Initial thoughts on the HP Spectre Foldable PC

The HP Spectre Foldable PC aims to set new standards and it appears to address the issues with previous folding and dual-screen designs. However, its high price of $5,000 will likely deter all but the most affluent PC enthusiasts. Nevertheless, this high cost is intentional because the Spectre Foldable PC (SFPC) is at the forefront of what is currently achievable in the PC industry. It caters to the needs of the hybrid workforce, which HP believes is becoming the new norm. This workforce is inherently mobile, frequently changing locations, and requiring a PC that is portable and adaptable to different conditions.

Until now, tablet-based convertible PCs have generally offered two modes of operation: tablet and notebook. However, with the SFPC, HP is following in the footsteps of PC manufacturers at the dawn of the Tablet PC era by expanding the possibilities using various form factors. Consequently, this PC can be considered a “3-in-1” device as it can transform between three postures: tablet, notebook, and desktop.

Recalling my review of the Lenovo Yoga Book 9i, which featured dual screens rather than a single folding display, its major drawback was its lackluster laptop performance. However, HP assures me that the SFPC was specifically designed to offer an exceptional laptop experience, and the keyboard played a crucial role in achieving this. To determine whether HP successfully accomplished its goal of creating a great laptop experience, I will need to spend some time with the SFPC. Nonetheless, I can already attest that this product does not suffer from some of the issues that made the Yoga less desirable. For instance, the SFPC’s keyboard includes a touchpad, which was sorely missed in the Yoga. Additionally, when the keyboard is placed over the bottom half of the display (or even just the bottom third, as it supports two modes), the display adjusts correctly to the new size and resolution. In contrast, the Yoga obscured the still-available screen beneath its keyboard, potentially causing apps and windows to be “lost.” This is not a concern with the HP SFPC.

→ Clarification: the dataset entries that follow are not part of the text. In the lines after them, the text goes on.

use serde::{Deserialize, Serialize};

/// The authenticated caller's identity and role level, as handed to the
/// core by the (out-of-scope) authentication layer. Role management and
/// user CRUD live outside this crate — `Caller` is just the shape the core
/// needs to enforce the review operation's minimum role.
#[derive(Debug, Serialize, Deserialize, Clone, Copy, PartialEq, Eq)]
pub struct Caller {
    pub user_id: i64,
    /// 0 = participant, >=1 = reviewer/admin, per the reference
    /// deployment's `RoleID` convention.
    pub role: i32,
}

impl Caller {
    pub fn can_review(&self) -> bool {
        self.role >= 1
    }
}
//! Streak Table: per-(user, activity) current/max/total run-length
//! counters maintained by the Award Pipeline.

use sqlx::{Executor, Sqlite, Transaction};

use crate::error::ApiError;
use crate::models::streak::Streak;

/// Reads the current streak row for (`user_id`, `activity_id`), or `None`
/// if the pair has never had an approved punch. Accepts any `Executor` —
/// a bare pool for out-of-transaction reads, or a transaction when called
/// from inside the Award Pipeline.
pub async fn get<'c, E>(
    exec: E,
    user_id: i64,
    activity_id: i64,
) -> Result<Option<Streak>, ApiError>
where
    E: Executor<'c, Database = Sqlite>,
{
    let row = sqlx::query_as::<_, Streak>(
        "SELECT user_id, activity_id, current, max, total, end_at \
         FROM continuity WHERE user_id = ? AND activity_id = ?",
    )
    .bind(user_id)
    .bind(activity_id)
    .fetch_optional(exec)
    .await?;
    Ok(row)
}

/// Loads the existing row for (`user_id`, `activity_id`) or a fresh
/// zeroed one if none exists yet — callers then call `Streak::advance_to`
/// and `save`.
pub async fn get_or_new(
    tx: &mut Transaction<'_, Sqlite>,
    user_id: i64,
    activity_id: i64,
) -> Result<Streak, ApiError> {
    match get(&mut **tx, user_id, activity_id).await? {
        Some(s) => Ok(s),
        None => Ok(Streak::new(user_id, activity_id)),
    }
}

/// Upserts `streak`. Uses `ON CONFLICT` rather than an insert-then-update
/// branch, so a first-time row created concurrently by another
/// transaction doesn't need special-casing here beyond SQLite's own
/// writer serialization.
pub async fn save(tx: &mut Transaction<'_, Sqlite>, streak: &Streak) -> Result<(), ApiError> {
    sqlx::query(
        "INSERT INTO continuity (user_id, activity_id, current, max, total, end_at) \
         VALUES (?, ?, ?, ?, ?, ?) \
         ON CONFLICT (user_id, activity_id) DO UPDATE SET \
            current = excluded.current, max = excluded.max, \
            total = excluded.total, end_at = excluded.end_at",
    )
    .bind(streak.user_id)
    .bind(streak.activity_id)
    .bind(streak.current)
    .bind(streak.max)
    .bind(streak.total)
    .bind(streak.end_at)
    .execute(&mut **tx)
    .await
    .map_err(|e| ApiError::from_sqlx(e, "Failed to save streak"))?;
    Ok(())
}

In any debate regarding dual-screen versus folding-screen devices, I personally favor the single display on the latter type of device by a significant margin. When the SFPC’s expansive 17-inch panel is unfolded, it feels like witnessing a magic trick due to its relatively compact size when in clamshell mode or closed. It is truly stunning. In the laptop mode, the SFPC provides a 12.3-inch display with the keyboard covering the bottom half of the screen. HP explained that this is the smallest panel size capable of accommodating a full-sized keyboard. However, the keyboard can be slid partially off the bottom half of the screen to expand it into a pseudo 14-inch display, allowing Windows and its applications to utilize more screen real estate. There are numerous intelligent features integrated into the SFPC. It comes bundled with a keyboard and a smartpen, both of which charge automatically when magnetically attached to the PC, even when it’s turned off. Consequently, when carrying the SFPC, these peripherals will always be charging. With respective battery lives of over 360 hours for the keyboard and 73 hours for the pen, it is unlikely that you will ever need to charge them. However, if necessary, these peripherals can be quick-charged to provide 10 hours and 6 hours of usage in just 10 minutes, respectively. Impressively, HP even includes a small, albeit proprietary, USB-C cable for the keyboard, which proved essential during the initial setup of the SFPC.

The integrated kickstand is a stroke of genius. Although Microsoft deserves credit for acknowledging the necessity of this feature for tablets, HP has managed to improve upon the concept by making its kickstand technically simpler and easier to use. However, it is unfortunate that the kickstand does not work in portrait mode. As we’ve seen in other devices, such as the Yoga, HP has also implemented software enhancements to help users take full advantage of this unique PC. This includes an extension to the Windows Snap feature that supports the different modes of the SFPC and various enhancements in the myHP and HP Command Center apps, all aimed at optimizing hybrid work functionality. Regrettably, HP did not receive the memo regarding the requirement for very expensive PCs like this to be free from unnecessary pre-installed software. Start is inundated with such software, which requires removal.

Besides its remarkable hardware, the SFPC’s internals also deserve attention. There is only one configuration available, leaving no room for customization. Surprisingly, this configuration is based on what initially appears to be an outdated processor: the 12th Gen Intel Core i7-1250U, paired with 16 GB of RAM and 1 TB of SSD storage. HP has an explanation for this apparent oddity; the 9-watt processor offers the ideal balance between power and battery life that HP envisioned for this product. Furthermore, there is currently no 9-watt processor in the 13th Gen lineup. HP has also implemented automatic power management techniques to ensure optimal performance without excessive battery drain. To achieve this, the SFPC disregards the Windows power management settings completely, offering its own interface for customization if necessary. HP’s success in implementing these power management techniques was evident in the Dragonfly Pro, a product I hold in high regard. Consequently, I am hopeful that this implementation will be just as successful.

There is much more to discuss about this intriguing PC, but I will be taking it with me to Mexico for three weeks, starting next Friday. During this time, I will have the opportunity to thoroughly test it and publish a comprehensive review by early November. This review promises to be captivating.